Each year, the United Counties of Stormont, Dundas, and Glengarry’s council elects a new warden. The warden is the head of the 12-person council. While the position used to be more of a figurehead of council and administration, reforms to municipal operations in Ontario post-amalgamation (1997-98) placed more responsibility on this position. The process to select the warden should reflect the increased importance of the role. In SDG Counties, it does not.
Currently, the 12-member council, which is comprised of the mayor and deputy mayor of each of the six lower-tier municipalities within SDG, select amongst themselves the warden. Interest in the position is declared in July and voted on by secret ballot in August.

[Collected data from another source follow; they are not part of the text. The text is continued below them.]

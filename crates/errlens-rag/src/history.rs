// History index - durable memory of previously analyzed errors
// Records are append-only; a newer record for the same fingerprint supersedes older ones.

use std::cmp::Ordering;
use std::collections::HashMap;
use std::path::{Path, PathBuf};

use async_trait::async_trait;
use chrono::{DateTime, Utc};
use errlens_core::Fingerprint;
use serde::{Deserialize, Serialize};
use thiserror::Error;
use tokio::io::AsyncWriteExt;
use tokio::sync::RwLock;

use crate::result::{AnalysisResult, HistoryReference};

#[derive(Error, Debug)]
pub enum VectorStoreError {
    #[error("history index unavailable: {0}")]
    Unavailable(String),

    #[error("embedding failed: {0}")]
    Embedding(String),

    #[error("history store I/O error: {0}")]
    Io(#[from] std::io::Error),

    #[error("history record serialization failed: {0}")]
    Serialization(#[from] serde_json::Error),
}

#[derive(Debug, Clone, PartialEq, Serialize, Deserialize)]
pub struct HistoryRecord {
    pub fingerprint: Fingerprint,
    pub embedding: Vec<f32>,
    pub result: AnalysisResult,
    pub created_at: DateTime<Utc>,
}

impl HistoryRecord {
    /// Stored results never carry their own retrieved context
    pub fn new(fingerprint: Fingerprint, embedding: Vec<f32>, mut result: AnalysisResult) -> Self {
        result.similar_history.clear();
        Self {
            fingerprint,
            embedding,
            result,
            created_at: Utc::now(),
        }
    }

    pub fn to_reference(&self, similarity: f32) -> HistoryReference {
        HistoryReference {
            fingerprint: self.fingerprint.clone(),
            similarity,
            error_message: self.result.error_message.clone(),
            explanation: self.result.explanation.clone(),
            severity: self.result.severity,
            created_at: self.created_at,
        }
    }
}

#[async_trait]
pub trait HistoryIndex: Send + Sync {
    /// Up to `k` references ranked by descending similarity, newest first on ties
    async fn query(&self, embedding: &[f32], k: usize) -> Result<Vec<HistoryReference>, VectorStoreError>;

    /// Append a record. Visible to every `query` issued after this returns.
    async fn write(&self, record: HistoryRecord) -> Result<(), VectorStoreError>;

    fn backend(&self) -> &str;
}

/// Cosine similarity; vectors of different length or zero norm score 0
pub fn cosine_similarity(a: &[f32], b: &[f32]) -> f32 {
    if a.len() != b.len() || a.is_empty() {
        return 0.0;
    }
    let mut dot = 0.0f32;
    let mut norm_a = 0.0f32;
    let mut norm_b = 0.0f32;
    for (x, y) in a.iter().zip(b) {
        dot += x * y;
        norm_a += x * x;
        norm_b += y * y;
    }
    if norm_a == 0.0 || norm_b == 0.0 {
        return 0.0;
    }
    dot / (norm_a.sqrt() * norm_b.sqrt())
}

/// Keep the newest reference per fingerprint, then order and cut to `k`
pub fn rank_references(candidates: Vec<HistoryReference>, k: usize) -> Vec<HistoryReference> {
    let mut newest: HashMap<Fingerprint, HistoryReference> = HashMap::new();
    for candidate in candidates {
        match newest.get(&candidate.fingerprint) {
            Some(existing) if existing.created_at >= candidate.created_at => {}
            _ => {
                newest.insert(candidate.fingerprint.clone(), candidate);
            }
        }
    }

    let mut ranked: Vec<HistoryReference> = newest.into_values().collect();
    ranked.sort_by(|a, b| {
        b.similarity
            .partial_cmp(&a.similarity)
            .unwrap_or(Ordering::Equal)
            .then_with(|| b.created_at.cmp(&a.created_at))
            .then_with(|| a.fingerprint.cmp(&b.fingerprint))
    });
    ranked.truncate(k);
    ranked
}

/// JSON-lines file plus an in-memory copy searched by brute force.
///
/// Writes append to the file before they become visible in memory, and both
/// happen under the same lock, so a write that returned is seen by every
/// later query.
pub struct LocalHistoryIndex {
    path: Option<PathBuf>,
    records: RwLock<Vec<HistoryRecord>>,
}

impl LocalHistoryIndex {
    /// Non-durable index (tests, dry runs)
    pub fn in_memory() -> Self {
        Self {
            path: None,
            records: RwLock::new(Vec::new()),
        }
    }

    /// Open or create the store at `path`. Corrupt lines are skipped.
    pub async fn open(path: impl AsRef<Path>) -> Result<Self, VectorStoreError> {
        let path = path.as_ref().to_path_buf();
        let mut records = Vec::new();

        match tokio::fs::read_to_string(&path).await {
            Ok(content) => {
                for (i, line) in content.lines().enumerate() {
                    if line.trim().is_empty() {
                        continue;
                    }
                    match serde_json::from_str::<HistoryRecord>(line) {
                        Ok(record) => records.push(record),
                        Err(e) => {
                            tracing::warn!(path = %path.display(), line = i + 1, error = %e, "Skipping corrupt history record");
                        }
                    }
                }
            }
            Err(e) if e.kind() == std::io::ErrorKind::NotFound => {
                if let Some(parent) = path.parent().filter(|p| !p.as_os_str().is_empty()) {
                    tokio::fs::create_dir_all(parent).await?;
                }
            }
            Err(e) => return Err(e.into()),
        }

        tracing::info!(path = %path.display(), records = records.len(), "History store opened");

        Ok(Self {
            path: Some(path),
            records: RwLock::new(records),
        })
    }

    pub async fn len(&self) -> usize {
        self.records.read().await.len()
    }

    pub async fn is_empty(&self) -> bool {
        self.records.read().await.is_empty()
    }
}

#[async_trait]
impl HistoryIndex for LocalHistoryIndex {
    async fn query(&self, embedding: &[f32], k: usize) -> Result<Vec<HistoryReference>, VectorStoreError> {
        if k == 0 {
            return Ok(Vec::new());
        }
        let records = self.records.read().await;
        let candidates = records
            .iter()
            .map(|r| r.to_reference(cosine_similarity(embedding, &r.embedding)))
            .collect();
        Ok(rank_references(candidates, k))
    }

    async fn write(&self, record: HistoryRecord) -> Result<(), VectorStoreError> {
        let mut records = self.records.write().await;

        if let Some(path) = &self.path {
            let mut line = serde_json::to_string(&record)?;
            line.push('\n');
            let mut file = tokio::fs::OpenOptions::new()
                .create(true)
                .append(true)
                .open(path)
                .await?;
            file.write_all(line.as_bytes()).await?;
            file.flush().await?;
        }

        records.push(record);
        Ok(())
    }

    fn backend(&self) -> &str {
        "local"
    }
}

Following the election of a new warden, that person then has three months of learning from the current warden until December, when the new warden is installed with a ceremony. This process happens each year, even when a warden seeks a second consecutive term, and there are rarely more than two candidates each election. In the event of a tie vote (6-6), the process to resolve that tie means a re-vote, and if there is still a deadlocked vote, names are drawn from a hat.
To be clear, resolving the election of the top upper-tier municipal position by drawing a slip of paper from a hat is nonsensical at best and amateurish. One may as well draw straws or choose a number between one and ten to break the tie. Yet this process remains, and multiple attempts to reform this by past councils have failed. No attempts have been made in the current term of council to reform this process, but there is still time. If the position is to be seen as being serious and important, the selection process should reflect this.

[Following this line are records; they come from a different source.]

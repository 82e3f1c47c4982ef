// Text -> vector embedding

use std::sync::{Arc, Mutex};

use async_trait::async_trait;
use fastembed::{EmbeddingModel, InitOptions, TextEmbedding};

use crate::history::VectorStoreError;

#[async_trait]
pub trait Embedder: Send + Sync {
    async fn embed(&self, text: &str) -> Result<Vec<f32>, VectorStoreError>;

    fn dimensions(&self) -> usize;
}

/// Local AllMiniLM-L6-v2 model, 384 dimensions, no API key needed
pub struct FastEmbedder {
    model: Arc<Mutex<TextEmbedding>>,
}

impl FastEmbedder {
    pub const DIMENSIONS: usize = 384;

    /// Loads (and on first use downloads) the model
    pub fn try_new() -> Result<Self, VectorStoreError> {
        let model = TextEmbedding::try_new(InitOptions::new(EmbeddingModel::AllMiniLML6V2))
            .map_err(|e| VectorStoreError::Embedding(e.to_string()))?;
        Ok(Self {
            model: Arc::new(Mutex::new(model)),
        })
    }
}

#[async_trait]
impl Embedder for FastEmbedder {
    async fn embed(&self, text: &str) -> Result<Vec<f32>, VectorStoreError> {
        let model = Arc::clone(&self.model);
        let text = text.to_string();

        // inference is CPU bound, keep it off the async workers
        tokio::task::spawn_blocking(move || {
            let mut model = model
                .lock()
                .map_err(|_| VectorStoreError::Embedding("embedding model lock poisoned".to_string()))?;
            let embeddings = model
                .embed(vec![text], None)
                .map_err(|e| VectorStoreError::Embedding(e.to_string()))?;
            embeddings
                .into_iter()
                .next()
                .ok_or_else(|| VectorStoreError::Embedding("No embedding".to_string()))
        })
        .await
        .map_err(|e| VectorStoreError::Embedding(e.to_string()))?
    }

    fn dimensions(&self) -> usize {
        Self::DIMENSIONS
    }
}
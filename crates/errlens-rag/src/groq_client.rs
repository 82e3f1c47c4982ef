// Groq Cloud LLM client (OpenAI-compatible chat completions)

use std::time::Duration;

use async_trait::async_trait;
use reqwest::Client;
use serde::{Deserialize, Serialize};

use crate::llm_client::{LlmClient, LlmError};

#[derive(Debug, Clone)]
pub struct GroqClient {
    client: Client,
    api_key: String,
    model: String,
    temperature: f32,
}

#[derive(Serialize)]
struct ChatRequest<'a> {
    model: &'a str,
    messages: Vec<Message<'a>>,
    temperature: f32,
    max_tokens: u32,
    response_format: ResponseFormat,
}

#[derive(Serialize)]
struct Message<'a> {
    role: &'a str,
    content: &'a str,
}

#[derive(Serialize)]
struct ResponseFormat {
    #[serde(rename = "type")]
    kind: &'static str,
}

#[derive(Deserialize)]
struct ChatResponse {
    choices: Vec<Choice>,
}

#[derive(Deserialize)]
struct Choice {
    message: ResponseMessage,
}

#[derive(Deserialize)]
struct ResponseMessage {
    content: String,
}

impl GroqClient {
    const BASE_URL: &'static str = "https://api.groq.com/openai/v1/chat/completions";
    const REQUEST_TIMEOUT: Duration = Duration::from_secs(60);

    pub fn new(api_key: impl Into<String>, model: impl Into<String>) -> Self {
        let client = Client::builder()
            .timeout(Self::REQUEST_TIMEOUT)
            .build()
            .unwrap_or_else(|_| Client::new());
        Self {
            client,
            api_key: api_key.into(),
            model: model.into(),
            temperature: 0.1,
        }
    }

    /// Create with the key held in env var `var` (normally GROQ_API_KEY)
    pub fn from_env_var(var: &str, model: impl Into<String>) -> Result<Self, LlmError> {
        let api_key = std::env::var(var)
            .ok()
            .filter(|k| !k.trim().is_empty())
            .ok_or_else(|| LlmError::MissingApiKey(var.to_string()))?;
        Ok(Self::new(api_key, model))
    }

    pub fn with_temperature(mut self, temperature: f32) -> Self {
        self.temperature = temperature;
        self
    }
}

#[async_trait]
impl LlmClient for GroqClient {
    async fn generate(&self, prompt: &str) -> Result<String, LlmError> {
        let request = ChatRequest {
            model: &self.model,
            messages: vec![
                Message {
                    role: "system",
                    content: "You are a log analysis expert and SRE. Always answer with a single JSON object.",
                },
                Message {
                    role: "user",
                    content: prompt,
                },
            ],
            temperature: self.temperature,
            max_tokens: 1024,
            response_format: ResponseFormat { kind: "json_object" },
        };

        let response = self
            .client
            .post(Self::BASE_URL)
            .header("Authorization", format!("Bearer {}", self.api_key))
            .header("Content-Type", "application/json")
            .json(&request)
            .send()
            .await
            .map_err(LlmError::from_reqwest)?;

        let status = response.status();
        if !status.is_success() {
            let error_text = response.text().await.unwrap_or_default();
            return Err(LlmError::from_status(status, error_text));
        }

        let result: ChatResponse = response
            .json()
            .await
            .map_err(|e| LlmError::ApiError(format!("Failed to parse response: {}", e)))?;
        result
            .choices
            .into_iter()
            .next()
            .map(|c| c.message.content)
            .ok_or_else(|| LlmError::ApiError("No response".to_string()))
    }

    fn model(&self) -> &str {
        &self.model
    }

    fn provider(&self) -> &str {
        "groq"
    }
}

#[cfg(test)]
mod tests {
    use super::*;

    #[test]
    fn test_client_creation() {
        let client = GroqClient::new("test-key", "llama-3.3-70b-versatile");
        assert_eq!(client.model(), "llama-3.3-70b-versatile");
        assert_eq!(client.provider(), "groq");
    }

    #[test]
    fn test_missing_key_is_reported() {
        let err = GroqClient::from_env_var("ERRLENS_TEST_KEY_THAT_IS_NOT_SET", "m").unwrap_err();
        assert_eq!(err, LlmError::MissingApiKey("ERRLENS_TEST_KEY_THAT_IS_NOT_SET".into()));
        assert!(!err.is_retryable());
    }

    #[test]
    fn test_request_asks_for_json() {
        let request = ChatRequest {
            model: "m",
            messages: vec![],
            temperature: 0.1,
            max_tokens: 16,
            response_format: ResponseFormat { kind: "json_object" },
        };
        let value = serde_json::to_value(&request).unwrap();
        assert_eq!(value["response_format"]["type"], "json_object");
    }
}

A solution advocated for by this newspaper before is to elect the warden at-large across all six municipalities. This is presently done only where rural counties operate as a single-tier council, but could be adopted here. This takes the decision out of the council of 12 and allows a direct democratic vote by the entire population. It does mean adding one more person to council. Another solution is to return to the former precedent of alternating the wardenship across the three counties that make up SDG – this enables equitable representation from all geographic areas. However, this means the best person for the role may not be selected – diminishing the credibility of the warden’s position.
The compromise solution, without expanding the size of council and still having the best person at the table able to lead, is to remove the silly draw-from-a-hat option and force council to keep voting and lobbying each other until one candidate wins. After all, if one candidate can lobby enough votes to break a voting deadlock, would that not make them the best candidate for the role after all?